(Dataset entries)
# # #

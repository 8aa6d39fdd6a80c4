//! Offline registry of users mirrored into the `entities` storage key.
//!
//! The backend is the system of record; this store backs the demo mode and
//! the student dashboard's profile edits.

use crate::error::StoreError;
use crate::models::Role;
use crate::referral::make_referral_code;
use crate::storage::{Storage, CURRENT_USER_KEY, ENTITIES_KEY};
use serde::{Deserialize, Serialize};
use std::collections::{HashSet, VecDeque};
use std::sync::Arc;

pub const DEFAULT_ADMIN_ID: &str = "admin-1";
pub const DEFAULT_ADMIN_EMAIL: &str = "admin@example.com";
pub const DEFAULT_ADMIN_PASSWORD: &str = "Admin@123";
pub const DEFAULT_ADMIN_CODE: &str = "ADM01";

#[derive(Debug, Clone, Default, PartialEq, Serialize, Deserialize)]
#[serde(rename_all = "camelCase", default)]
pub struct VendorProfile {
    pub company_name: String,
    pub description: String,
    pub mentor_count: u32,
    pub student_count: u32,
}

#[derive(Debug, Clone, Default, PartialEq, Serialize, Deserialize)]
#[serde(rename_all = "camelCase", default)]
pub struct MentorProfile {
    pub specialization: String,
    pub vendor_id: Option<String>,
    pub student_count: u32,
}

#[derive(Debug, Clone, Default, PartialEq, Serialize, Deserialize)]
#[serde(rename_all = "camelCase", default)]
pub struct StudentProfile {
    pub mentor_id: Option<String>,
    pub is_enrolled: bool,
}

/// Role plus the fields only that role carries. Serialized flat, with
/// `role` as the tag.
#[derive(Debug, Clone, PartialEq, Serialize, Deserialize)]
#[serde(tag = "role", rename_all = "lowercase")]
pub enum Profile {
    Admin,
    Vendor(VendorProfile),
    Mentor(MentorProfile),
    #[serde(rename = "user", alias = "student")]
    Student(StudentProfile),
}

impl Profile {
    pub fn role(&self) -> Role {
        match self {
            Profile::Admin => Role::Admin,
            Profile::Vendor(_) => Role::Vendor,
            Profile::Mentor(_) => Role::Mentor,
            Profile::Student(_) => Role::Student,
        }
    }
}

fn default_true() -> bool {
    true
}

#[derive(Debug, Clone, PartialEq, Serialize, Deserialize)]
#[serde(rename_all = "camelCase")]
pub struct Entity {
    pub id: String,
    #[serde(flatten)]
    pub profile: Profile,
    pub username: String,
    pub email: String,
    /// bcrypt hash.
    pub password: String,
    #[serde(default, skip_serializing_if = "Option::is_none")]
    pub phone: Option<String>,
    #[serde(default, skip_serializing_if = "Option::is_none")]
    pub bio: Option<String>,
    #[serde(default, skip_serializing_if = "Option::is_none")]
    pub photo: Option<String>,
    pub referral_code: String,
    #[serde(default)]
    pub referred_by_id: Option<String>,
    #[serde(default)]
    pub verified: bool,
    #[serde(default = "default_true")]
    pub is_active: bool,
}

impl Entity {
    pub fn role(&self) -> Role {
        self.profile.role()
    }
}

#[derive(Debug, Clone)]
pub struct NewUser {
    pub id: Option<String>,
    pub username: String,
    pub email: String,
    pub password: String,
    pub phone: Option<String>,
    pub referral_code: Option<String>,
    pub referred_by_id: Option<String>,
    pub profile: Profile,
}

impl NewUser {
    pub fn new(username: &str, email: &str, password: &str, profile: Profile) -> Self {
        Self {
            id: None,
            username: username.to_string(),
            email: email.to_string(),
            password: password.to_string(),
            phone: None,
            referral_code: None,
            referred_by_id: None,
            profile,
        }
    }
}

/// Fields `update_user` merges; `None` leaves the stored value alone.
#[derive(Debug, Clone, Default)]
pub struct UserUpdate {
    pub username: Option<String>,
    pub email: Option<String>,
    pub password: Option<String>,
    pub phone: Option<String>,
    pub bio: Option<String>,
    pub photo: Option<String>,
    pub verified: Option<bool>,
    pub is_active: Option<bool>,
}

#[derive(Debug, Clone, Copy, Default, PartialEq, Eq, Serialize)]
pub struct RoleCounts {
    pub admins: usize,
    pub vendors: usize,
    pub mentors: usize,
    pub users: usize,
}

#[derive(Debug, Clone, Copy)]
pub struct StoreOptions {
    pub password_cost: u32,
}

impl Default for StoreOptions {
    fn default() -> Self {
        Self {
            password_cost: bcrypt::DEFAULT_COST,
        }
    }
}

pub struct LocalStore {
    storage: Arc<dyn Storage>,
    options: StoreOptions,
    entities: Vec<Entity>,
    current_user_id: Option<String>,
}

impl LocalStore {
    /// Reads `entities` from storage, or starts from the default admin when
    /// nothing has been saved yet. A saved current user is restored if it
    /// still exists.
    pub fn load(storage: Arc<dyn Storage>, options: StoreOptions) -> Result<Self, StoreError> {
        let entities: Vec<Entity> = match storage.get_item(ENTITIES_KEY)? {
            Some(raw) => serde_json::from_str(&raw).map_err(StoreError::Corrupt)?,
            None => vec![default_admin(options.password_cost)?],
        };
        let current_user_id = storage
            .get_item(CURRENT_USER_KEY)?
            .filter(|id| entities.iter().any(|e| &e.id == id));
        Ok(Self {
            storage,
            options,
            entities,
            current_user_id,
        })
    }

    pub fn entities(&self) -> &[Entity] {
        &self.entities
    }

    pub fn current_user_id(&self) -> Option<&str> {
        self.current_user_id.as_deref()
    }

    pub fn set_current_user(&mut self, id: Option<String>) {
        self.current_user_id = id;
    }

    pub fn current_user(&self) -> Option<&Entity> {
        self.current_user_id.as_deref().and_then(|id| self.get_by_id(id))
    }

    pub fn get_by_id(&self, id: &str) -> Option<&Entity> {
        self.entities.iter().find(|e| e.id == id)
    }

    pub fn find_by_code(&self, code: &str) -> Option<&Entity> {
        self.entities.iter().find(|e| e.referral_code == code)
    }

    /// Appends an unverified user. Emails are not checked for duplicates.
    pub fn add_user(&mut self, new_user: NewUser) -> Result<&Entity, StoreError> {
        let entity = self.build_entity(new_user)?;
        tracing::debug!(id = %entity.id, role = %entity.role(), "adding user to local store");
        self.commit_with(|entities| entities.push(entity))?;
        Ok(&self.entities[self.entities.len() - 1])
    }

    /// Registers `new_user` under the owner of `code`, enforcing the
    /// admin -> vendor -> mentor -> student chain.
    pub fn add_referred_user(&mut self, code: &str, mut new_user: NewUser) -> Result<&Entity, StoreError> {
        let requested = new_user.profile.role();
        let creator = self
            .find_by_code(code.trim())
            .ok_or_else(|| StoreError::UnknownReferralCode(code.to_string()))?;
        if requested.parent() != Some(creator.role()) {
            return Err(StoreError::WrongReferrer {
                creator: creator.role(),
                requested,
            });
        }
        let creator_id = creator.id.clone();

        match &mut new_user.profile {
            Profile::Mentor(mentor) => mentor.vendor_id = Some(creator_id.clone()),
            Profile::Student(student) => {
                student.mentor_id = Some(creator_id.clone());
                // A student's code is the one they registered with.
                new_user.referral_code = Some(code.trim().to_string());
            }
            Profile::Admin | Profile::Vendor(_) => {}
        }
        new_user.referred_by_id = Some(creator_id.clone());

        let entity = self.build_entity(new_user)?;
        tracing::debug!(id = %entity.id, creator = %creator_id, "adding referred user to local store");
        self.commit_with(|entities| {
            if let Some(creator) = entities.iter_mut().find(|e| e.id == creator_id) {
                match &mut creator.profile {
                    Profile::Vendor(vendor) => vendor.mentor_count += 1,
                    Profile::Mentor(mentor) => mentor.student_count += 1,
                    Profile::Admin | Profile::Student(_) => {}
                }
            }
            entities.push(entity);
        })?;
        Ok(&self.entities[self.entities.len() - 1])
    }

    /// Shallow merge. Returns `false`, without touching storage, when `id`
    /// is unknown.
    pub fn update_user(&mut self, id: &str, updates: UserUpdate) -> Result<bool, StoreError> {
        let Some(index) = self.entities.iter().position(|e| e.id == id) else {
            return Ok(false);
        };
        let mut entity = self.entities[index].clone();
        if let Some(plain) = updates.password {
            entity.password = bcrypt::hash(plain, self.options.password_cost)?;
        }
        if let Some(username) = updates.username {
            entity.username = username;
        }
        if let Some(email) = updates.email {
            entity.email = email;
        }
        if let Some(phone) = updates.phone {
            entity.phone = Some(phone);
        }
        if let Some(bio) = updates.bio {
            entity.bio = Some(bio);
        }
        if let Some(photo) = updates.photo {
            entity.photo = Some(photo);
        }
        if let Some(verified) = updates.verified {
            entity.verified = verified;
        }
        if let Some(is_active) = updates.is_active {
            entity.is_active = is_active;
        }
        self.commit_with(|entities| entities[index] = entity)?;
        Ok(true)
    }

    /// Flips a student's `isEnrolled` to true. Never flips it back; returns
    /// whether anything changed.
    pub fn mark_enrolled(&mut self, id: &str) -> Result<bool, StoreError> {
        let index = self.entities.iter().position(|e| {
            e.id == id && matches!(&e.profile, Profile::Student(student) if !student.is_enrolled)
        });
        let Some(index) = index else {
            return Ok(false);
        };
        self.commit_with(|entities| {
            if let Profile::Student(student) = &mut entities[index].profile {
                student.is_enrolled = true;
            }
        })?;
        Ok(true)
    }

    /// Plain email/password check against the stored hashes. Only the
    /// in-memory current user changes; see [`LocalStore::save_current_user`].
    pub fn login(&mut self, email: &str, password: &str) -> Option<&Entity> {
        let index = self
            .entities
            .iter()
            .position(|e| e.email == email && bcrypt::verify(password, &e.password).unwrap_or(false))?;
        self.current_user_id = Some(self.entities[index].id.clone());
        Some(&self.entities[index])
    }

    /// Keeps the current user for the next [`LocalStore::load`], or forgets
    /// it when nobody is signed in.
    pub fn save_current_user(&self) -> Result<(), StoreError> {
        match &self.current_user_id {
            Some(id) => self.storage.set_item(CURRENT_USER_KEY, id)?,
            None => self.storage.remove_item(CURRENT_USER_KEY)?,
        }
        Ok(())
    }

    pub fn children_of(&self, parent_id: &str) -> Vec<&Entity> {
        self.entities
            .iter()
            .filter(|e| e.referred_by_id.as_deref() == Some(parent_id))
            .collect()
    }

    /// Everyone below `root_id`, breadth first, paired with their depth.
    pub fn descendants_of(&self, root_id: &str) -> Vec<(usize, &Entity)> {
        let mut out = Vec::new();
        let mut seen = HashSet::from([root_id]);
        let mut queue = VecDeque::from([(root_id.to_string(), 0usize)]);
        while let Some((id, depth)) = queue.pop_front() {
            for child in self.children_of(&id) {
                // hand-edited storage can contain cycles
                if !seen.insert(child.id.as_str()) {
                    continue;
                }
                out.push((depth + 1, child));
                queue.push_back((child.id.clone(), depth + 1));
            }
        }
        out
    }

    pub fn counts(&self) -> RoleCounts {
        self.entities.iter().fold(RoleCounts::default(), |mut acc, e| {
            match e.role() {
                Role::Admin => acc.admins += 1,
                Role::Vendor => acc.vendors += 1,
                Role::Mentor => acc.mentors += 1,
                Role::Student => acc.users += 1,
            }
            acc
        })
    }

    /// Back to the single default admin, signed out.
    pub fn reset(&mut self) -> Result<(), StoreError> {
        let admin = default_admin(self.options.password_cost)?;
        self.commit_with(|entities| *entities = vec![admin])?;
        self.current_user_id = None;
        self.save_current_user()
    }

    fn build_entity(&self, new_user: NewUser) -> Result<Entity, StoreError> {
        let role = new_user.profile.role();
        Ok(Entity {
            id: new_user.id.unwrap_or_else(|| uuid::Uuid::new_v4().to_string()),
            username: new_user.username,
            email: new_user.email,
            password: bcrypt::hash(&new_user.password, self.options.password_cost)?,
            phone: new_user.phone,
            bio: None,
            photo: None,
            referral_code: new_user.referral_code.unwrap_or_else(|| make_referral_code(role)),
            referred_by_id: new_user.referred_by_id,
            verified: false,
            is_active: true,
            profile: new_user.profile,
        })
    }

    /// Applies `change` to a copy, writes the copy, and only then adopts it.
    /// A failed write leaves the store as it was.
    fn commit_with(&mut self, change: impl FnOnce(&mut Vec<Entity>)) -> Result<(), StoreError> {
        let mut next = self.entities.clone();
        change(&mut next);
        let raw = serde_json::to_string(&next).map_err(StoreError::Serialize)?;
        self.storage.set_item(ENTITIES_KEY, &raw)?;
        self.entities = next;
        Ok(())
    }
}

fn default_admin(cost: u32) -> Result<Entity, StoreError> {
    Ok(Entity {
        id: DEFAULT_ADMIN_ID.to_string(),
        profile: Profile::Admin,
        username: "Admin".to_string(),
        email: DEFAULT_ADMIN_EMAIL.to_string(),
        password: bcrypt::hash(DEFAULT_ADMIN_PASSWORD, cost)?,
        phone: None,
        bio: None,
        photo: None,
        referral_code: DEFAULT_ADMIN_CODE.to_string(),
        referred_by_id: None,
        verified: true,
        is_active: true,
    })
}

# # #

[WHAT YOU WILL DO] The answer is every line in the data where the word "VecDeque" appears.

[WRITTEN ANSWER]
use std::collections::{HashSet, VecDeque};
        let mut queue = VecDeque::from([(root_id.to_string(), 0usize)]);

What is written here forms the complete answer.